Voltando à questão do formato, Buscando… se distingue de outras produções similares pois, diferente delas, não é um filme que se limite a ou seja limitado por seus truques. Se colocássemos sua história em um longa tradicional, talvez não houvesse muito o que discutir sobre, mas a maneira com a qual Chaganty e Ohanian decidiram contá-la acaba por elevar o filme a novas alturas. Mesmo que não possamos controlar as ações de David, o fato de vermos a ação majoritariamente por seus olhos nos garante uma ilusão de cumplicidade em sua investigação, o que torna a simples atividade de observar telas de computador em algo instigante e, por vezes, eletrizante – até obstáculos banais, como criar uma nova senha do Facebook, resultam em momentos de tirar o fôlego.

A direção de Chaganty acerta ao manipular a atenção do público com sutileza, fazendo uso de alguns efeitos de zoom e panorâmica para direcionar o olhar do espectador para certos detalhes – embora use a palavra “manipular”, o trunfo está na discrição e na economia com que essa manipulação se dá, uma qualidade encontrada apenas nos melhores contadores de histórias. Visto em uma tela grande, Buscando convida a audiência a navegar o espaço virtual de cena com seus próprios olhos, procurando por novas pistas em cada janela aberta.

Essa aparente liberdade do público de ver e saber o mesmo (ou até mais) que David acaba por render grande satisfação quando, após uma série de idas e vindas, detalhes aparentemente banais são a chave para que a verdade venha à tona. Além disso, assim como o roteiro se mantém sempre à frente das suspeitas do espectador, o diretor antecipa os palpites do público diante da tensão e cria ótimos momentos de alívio cômico, estes que ainda ajudam na construção de David como um pai pouco antenado em novas tendências.

Diferentemente de Amizade Desfeita, Buscando… não faz uso de seu formato apenas para conseguir reações viscerais, mas também para provocar emoções espontâneas. Enquanto o outro longa tratava seus personagens como descartáveis, este demonstra desde o início uma profunda consideração por David, Margot e até mesmo a detetive Vick. E, embora narrativa ganhe contornos cada vez mais sombrios, Chaganty e cia. nunca fazem uma exploração barata da realidade aterrorizante de um desaparecimento.

Buscando… desagrada em alguns aspectos, como a presença frequente da trilha musical de Torin Borrowdale e uma conclusão mastigada que apresenta respostas fáceis. Porém, com uma proposta tão bem consolidada, não há irregularidade que a derrube. Entre tantas produções ambientadas atualmente mas que ainda recorrem a velhas regras, esse é o tipo de filme que poderia apenas ser feito hoje, apropriando-se da tecnologia e da percepção atuais para criar uma experiência realmente singular, já se fazendo valer pela ambição.

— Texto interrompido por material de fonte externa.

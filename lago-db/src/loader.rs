//! CSV ingest for populating the in-memory observation database.
//!
//! Expected format (no headers): `lake,date(YYYY-MM-DD),pixel,polygon`.
//! The `polygon` field is optional; when present it is a quoted JSON
//! payload of the form `{"coordinates": [[[x, y], ...]]}` and is parsed
//! before insertion so only well-formed footprints reach the table.

use crate::Database;
use chrono::NaiveDate;
use lago_core::observation::{Polygon, DATE_FORMAT};
use rusqlite::params;

impl Database {
    /// Load lake observations from a CSV string.
    ///
    /// Rows with an empty lake or unparseable date/pixel/polygon field are
    /// skipped and counted rather than aborting the load, matching how the
    /// ingest pipeline tolerates partially bad exports.
    ///
    /// # Example CSV
    /// ```text
    /// van,2024-03-01,16364.04,
    /// van,2024-03-03,16285.28,"{""coordinates"": [[[1.0, 2.0], [3.0, 4.0]]]}"
    /// ```
    pub fn load_observations(&self, csv_data: &str) -> anyhow::Result<()> {
        let conn = self.conn.borrow();
        let mut rdr = csv::ReaderBuilder::new()
            .has_headers(false)
            .flexible(true)
            .from_reader(csv_data.as_bytes());

        let mut count = 0u32;
        let mut skipped = 0u32;
        for result in rdr.records() {
            let r = result?;
            let lake = r.get(0).unwrap_or("").trim();
            let date = r.get(1).unwrap_or("").trim();
            let pixel_str = r.get(2).unwrap_or("").trim();
            let polygon_str = r.get(3).unwrap_or("").trim();

            if lake.is_empty() || NaiveDate::parse_from_str(date, DATE_FORMAT).is_err() {
                skipped += 1;
                continue;
            }

            let pixel: f64 = match pixel_str.parse::<f64>() {
                Ok(v) => v,
                Err(_) => {
                    skipped += 1;
                    continue;
                }
            };

            let polygon = if polygon_str.is_empty() {
                None
            } else if Polygon::from_json(polygon_str).is_ok() {
                Some(polygon_str)
            } else {
                skipped += 1;
                continue;
            };

            conn.execute(
                "INSERT OR REPLACE INTO lake_observations (lake, date, pixel, polygon)
                 VALUES (?1, ?2, ?3, ?4)",
                params![lake, date, pixel, polygon],
            )?;
            count += 1;
        }
        log::info!(
            "loader: loaded {} observations, skipped {} bad rows",
            count,
            skipped
        );
        Ok(())
    }
}
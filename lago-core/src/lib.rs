//! Core types and analytics for dated lake observations.
//!
//! A lake's history is a date-descending series of observations: a scalar
//! surface measurement plus, for some dates, a ground-footprint polygon
//! and a captured image. This crate holds the pieces with algorithmic
//! content and the collaborator contracts around them:
//!
//! - [`date_window`]: inclusive date-range filtering with boundary
//!   validation.
//! - [`image`]: fallback image resolution, walking outward from a boundary
//!   record of the filtered series until a stored capture turns up.
//! - [`density`]: polygon-to-density aggregation, counting exact
//!   coordinate recurrences across dated footprints into a weighted,
//!   y-flipped point cloud with the latest outline for overlay.
//! - [`partition`]: past/future split around a reference date for trend
//!   plotting.
//! - [`store`] and [`image::AssetStore`]: the injected persistence
//!   collaborators (the SQL store and image directory live in sibling
//!   crates).
//! - [`report`]: the facade composing the above per request.
//!
//! Everything here is pure and synchronous over immutable input; the only
//! I/O happens behind the collaborator traits.

pub mod coord;
pub mod date_window;
pub mod density;
pub mod error;
pub mod image;
pub mod observation;
pub mod partition;
pub mod report;
pub mod store;
use serde::Serialize;
use std::cmp::Ordering;
use std::hash::{Hash, Hasher};

/// A 2-D boundary coordinate compared for exact floating-point equality.
///
/// Upstream polygon payloads carry fixed-precision decimals, so two
/// occurrences of the same boundary vertex deserialize to bit-identical
/// floats. Equality and hashing therefore operate on the raw values with
/// no tolerance; near-duplicates remain distinct keys.
#[derive(Debug, Clone, Copy, Serialize)]
pub struct Coord {
    pub x: f64,
    pub y: f64,
}

impl Coord {
    pub fn new(x: f64, y: f64) -> Self {
        Self { x, y }
    }
}

impl From<[f64; 2]> for Coord {
    fn from(pair: [f64; 2]) -> Self {
        Coord::new(pair[0], pair[1])
    }
}

impl PartialEq for Coord {
    fn eq(&self, other: &Self) -> bool {
        self.x == other.x && self.y == other.y
    }
}

impl Eq for Coord {}

impl Hash for Coord {
    fn hash<H: Hasher>(&self, state: &mut H) {
        self.x.to_bits().hash(state);
        self.y.to_bits().hash(state);
    }
}

impl Ord for Coord {
    /// Total order by x then y. `total_cmp` gives the same answer for the
    /// same bits on every run, which keeps map iteration deterministic.
    fn cmp(&self, other: &Self) -> Ordering {
        self.x
            .total_cmp(&other.x)
            .then_with(|| self.y.total_cmp(&other.y))
    }
}

impl PartialOrd for Coord {
    fn partial_cmp(&self, other: &Self) -> Option<Ordering> {
        Some(self.cmp(other))
    }
}
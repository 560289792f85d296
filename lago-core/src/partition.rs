/// Past/future partitioning of a series around a reference date
use crate::observation::LakeSeries;
use chrono::NaiveDate;

/// A series split around a reference date, ready for trend plotting.
/// Both halves are chronological (ascending), unlike the source series.
#[derive(Debug, Clone, PartialEq)]
pub struct SeriesPartition {
    /// Observations with `date <= reference`, ascending
    pub past: Vec<(NaiveDate, f64)>,
    /// Observations with `date > reference`, ascending
    pub future: Vec<(NaiveDate, f64)>,
}

/// Splits a series strictly at the reference date (inclusive on the past
/// side) and re-sorts each half ascending. The incoming order is not
/// assumed; either half may come out empty.
pub fn partition(series: &LakeSeries, reference: NaiveDate) -> SeriesPartition {
    let mut past = Vec::new();
    let mut future = Vec::new();
    for observation in series.observations() {
        let entry = (observation.date, observation.pixel);
        if observation.date <= reference {
            past.push(entry);
        } else {
            future.push(entry);
        }
    }
    past.sort_by_key(|(date, _)| *date);
    future.sort_by_key(|(date, _)| *date);
    SeriesPartition { past, future }
}
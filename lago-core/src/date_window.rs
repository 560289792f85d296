/// Optional inclusive [start, end] date window with boundary validation
use crate::error::{LagoError, Result};
use crate::observation::{LakeObservation, LakeSeries, DATE_FORMAT};
use chrono::NaiveDate;

/// An optional inclusive date window.
///
/// Validation happens at construction: both `parse` and `from_dates`
/// reject an inverted window up front, before any store is consulted.
/// An empty *result* is not an error; an impossible *request* is.
#[derive(Debug, Clone, Copy, Default, PartialEq, Eq)]
pub struct DateWindow {
    pub start: Option<NaiveDate>,
    pub end: Option<NaiveDate>,
}

impl DateWindow {
    /// Window with no bounds; filtering with it returns the input unchanged.
    pub fn unbounded() -> Self {
        DateWindow::default()
    }

    /// Parses optional `YYYY-MM-DD` boundary strings.
    ///
    /// # Errors
    ///
    /// `InvalidDateFormat` for a malformed bound, `EmptyRange` when both
    /// bounds are present and start > end.
    pub fn parse(start: Option<&str>, end: Option<&str>) -> Result<Self> {
        let start = start.map(parse_date).transpose()?;
        let end = end.map(parse_date).transpose()?;
        Self::from_dates(start, end)
    }

    /// Builds a window from already-parsed dates, validating ordering.
    pub fn from_dates(start: Option<NaiveDate>, end: Option<NaiveDate>) -> Result<Self> {
        if let (Some(s), Some(e)) = (start, end) {
            if s > e {
                return Err(LagoError::EmptyRange { start: s, end: e });
            }
        }
        Ok(DateWindow { start, end })
    }

    /// Inclusive containment check against both optional bounds.
    pub fn contains(&self, date: NaiveDate) -> bool {
        if let Some(start) = self.start {
            if date < start {
                return false;
            }
        }
        if let Some(end) = self.end {
            if date > end {
                return false;
            }
        }
        true
    }

    /// Retains the observations inside the window, preserving the series'
    /// date-descending order. An empty result is a valid outcome.
    pub fn filter(&self, series: &LakeSeries) -> LakeSeries {
        let retained: Vec<LakeObservation> = series
            .observations()
            .iter()
            .filter(|obs| self.contains(obs.date))
            .cloned()
            .collect();
        LakeSeries::new(series.lake.clone(), retained)
    }
}

fn parse_date(value: &str) -> Result<NaiveDate> {
    NaiveDate::parse_from_str(value, DATE_FORMAT)
        .map_err(|_| LagoError::InvalidDateFormat(value.to_string()))
}
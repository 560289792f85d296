/// Error types for the lago library
use chrono::NaiveDate;
use thiserror::Error;

/// Main error type for lake observation operations
#[derive(Error, Debug)]
pub enum LagoError {
    /// Date string did not parse as YYYY-MM-DD
    #[error("Invalid date format (expected YYYY-MM-DD): {0}")]
    InvalidDateFormat(String),

    /// Start bound is after the end bound
    #[error("Start date {start} is after end date {end}")]
    EmptyRange { start: NaiveDate, end: NaiveDate },

    /// Image variant outside the known set
    #[error("Invalid image variant: {0} (expected raw or border)")]
    InvalidVariant(String),

    /// No observations matched the request
    #[error("No observations found")]
    NoObservations,

    /// No observation in the series carries a polygon
    #[error("No polygon data available")]
    NoPolygonData,

    /// Polygons were present but produced no coordinates
    #[error("Aggregation produced no coordinates")]
    EmptyAggregate,

    /// Stored polygon payload failed to parse
    #[error("Malformed polygon payload: {0}")]
    PolygonParse(String),

    /// Asset store read failed
    #[error("Asset store I/O failure: {0}")]
    Io(#[from] std::io::Error),

    /// Observation store failed
    #[error("Observation store failure: {0}")]
    Store(String),
}

impl LagoError {
    /// True for caller-correctable input errors. These are surfaced
    /// immediately and never retried.
    pub fn is_validation(&self) -> bool {
        matches!(
            self,
            LagoError::InvalidDateFormat(_)
                | LagoError::EmptyRange { .. }
                | LagoError::InvalidVariant(_)
        )
    }

    /// True when the request was well-formed but there is nothing to show.
    pub fn is_not_found(&self) -> bool {
        matches!(
            self,
            LagoError::NoObservations | LagoError::NoPolygonData | LagoError::EmptyAggregate
        )
    }

    /// HTTP-style status for callers that report errors numerically:
    /// 400 for validation, 404 for not-found, 500 for infrastructure.
    pub fn status_code(&self) -> u16 {
        if self.is_validation() {
            400
        } else if self.is_not_found() {
            404
        } else {
            500
        }
    }
}

/// Type alias for Results using LagoError
pub type Result<T> = std::result::Result<T, LagoError>;
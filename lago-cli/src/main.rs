//! lago - command line tool for querying and charting lake observations.

use clap::Parser;

mod commands;

#[derive(Parser)]
#[command(
    name = "lago",
    version,
    about = "Lake observation query and charting toolkit"
)]
struct Cli {
    #[command(subcommand)]
    command: commands::Command,
}

fn main() -> anyhow::Result<()> {
    env_logger::init();
    let cli = Cli::parse();
    commands::run(cli.command)
}
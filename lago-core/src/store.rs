/// Observation store contract
use crate::error::Result;
use crate::observation::LakeObservation;
use chrono::NaiveDate;

/// Persistent observation collaborator, injected per call so every request
/// gets an independent, swappable-for-testing data source.
///
/// `query` returns the lake's observations inside the optional inclusive
/// bounds, ordered date-descending. Absence of rows is an empty list, not
/// an error, and results are never silently truncated.
pub trait ObservationStore {
    /// Distinct lake names known to the store.
    fn lakes(&self) -> Result<Vec<String>>;

    /// Range query for one lake, date-descending.
    fn query(
        &self,
        lake: &str,
        start: Option<NaiveDate>,
        end: Option<NaiveDate>,
    ) -> Result<Vec<LakeObservation>>;
}
//! In-memory SQLite observation store for lake data.
//!
//! Loads CSV exports into an in-memory SQLite database and exposes typed
//! query methods plus the [`ObservationStore`] collaborator contract for
//! the analytics core.
//!
//! # Architecture
//!
//! - `Rc<RefCell<Connection>>` wrapper so the handle is cheaply cloneable
//!   within one request's single thread
//! - In-memory SQLite via `rusqlite`; each `Database` is an independent,
//!   swappable-for-testing data source
//! - CSV data loaded through [`Database::load_observations`]
//! - Range queries return observations date-descending, the order every
//!   downstream consumer expects
//!
//! # Usage
//!
//! ```rust
//! use lago_db::Database;
//!
//! let db = Database::new().unwrap();
//! db.load_observations("van,2024-03-01,16364.04,\n").unwrap();
//! let rows = db.query_observations("van", None, None).unwrap();
//! assert_eq!(rows.len(), 1);
//! ```

pub mod schema;
mod loader;
mod queries;

use lago_core::error::{LagoError, Result as LagoResult};
use lago_core::observation::LakeObservation;
use lago_core::store::ObservationStore;
use rusqlite::Connection;
use std::cell::RefCell;
use std::rc::Rc;

/// In-memory SQLite database of dated lake observations.
#[derive(Clone)]
pub struct Database {
    pub(crate) conn: Rc<RefCell<Connection>>,
}

impl Database {
    /// Create a new in-memory database with the schema applied.
    ///
    /// The database is empty after creation; use
    /// [`load_observations`](Self::load_observations) to populate it.
    pub fn new() -> anyhow::Result<Self> {
        let conn = Connection::open_in_memory()?;
        conn.execute_batch(schema::create_schema())?;
        Ok(Self {
            conn: Rc::new(RefCell::new(conn)),
        })
    }
}

impl ObservationStore for Database {
    fn lakes(&self) -> LagoResult<Vec<String>> {
        self.query_lakes()
            .map_err(|e| LagoError::Store(e.to_string()))
    }

    fn query(
        &self,
        lake: &str,
        start: Option<chrono::NaiveDate>,
        end: Option<chrono::NaiveDate>,
    ) -> LagoResult<Vec<LakeObservation>> {
        self.query_observations(lake, start, end)
            .map_err(|e| LagoError::Store(e.to_string()))
    }
}

#[cfg(test)]
mod tests {
    use super::*;
    use lago_core::date_window::DateWindow;
    use lago_core::report;

    #[test]
    fn database_creates_successfully() {
        let db = Database::new();
        assert!(db.is_ok(), "Database should create without errors");
    }

    #[test]
    fn database_is_cloneable() {
        let db = Database::new().unwrap();
        let db2 = db.clone();
        db.load_observations("van,2024-03-01,16364.04,\n").unwrap();
        let lakes = db2.query_lakes().unwrap();
        assert_eq!(lakes.len(), 1, "Clone should see same data via shared Rc");
    }

    #[test]
    fn database_starts_empty() {
        let db = Database::new().unwrap();
        assert!(db.query_lakes().unwrap().is_empty());
    }

    #[test]
    fn database_serves_the_core_facade() {
        let db = Database::new().unwrap();
        db.load_observations(concat!(
            "van,2024-03-01,16364.04,\n",
            "van,2024-03-03,16285.28,\n",
        ))
        .unwrap();

        let series = report::fetch_series(&db, "van", &DateWindow::unbounded()).unwrap();
        assert_eq!(series.len(), 2);
        assert_eq!(series.latest().unwrap().pixel, 16285.28);

        let err = report::fetch_series(&db, "atlantis", &DateWindow::unbounded()).unwrap_err();
        assert!(err.is_not_found());
    }
}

Não será a última vez que veremos o formato screen life – já vem aí outra produção no estilo, Profile, dirigida pelo próprio Bekmambetov, além de uma planejada adaptação de Romeu e Julieta (?) -, mas a estreia de Aneesh Chaganty nos cinemas ficará na memória, comprovando mais uma vez a capacidade promissora da sétima arte de assimilar e comentar o presente. Que venham os copiões e, com eles, o anseio por novas formas narrativas!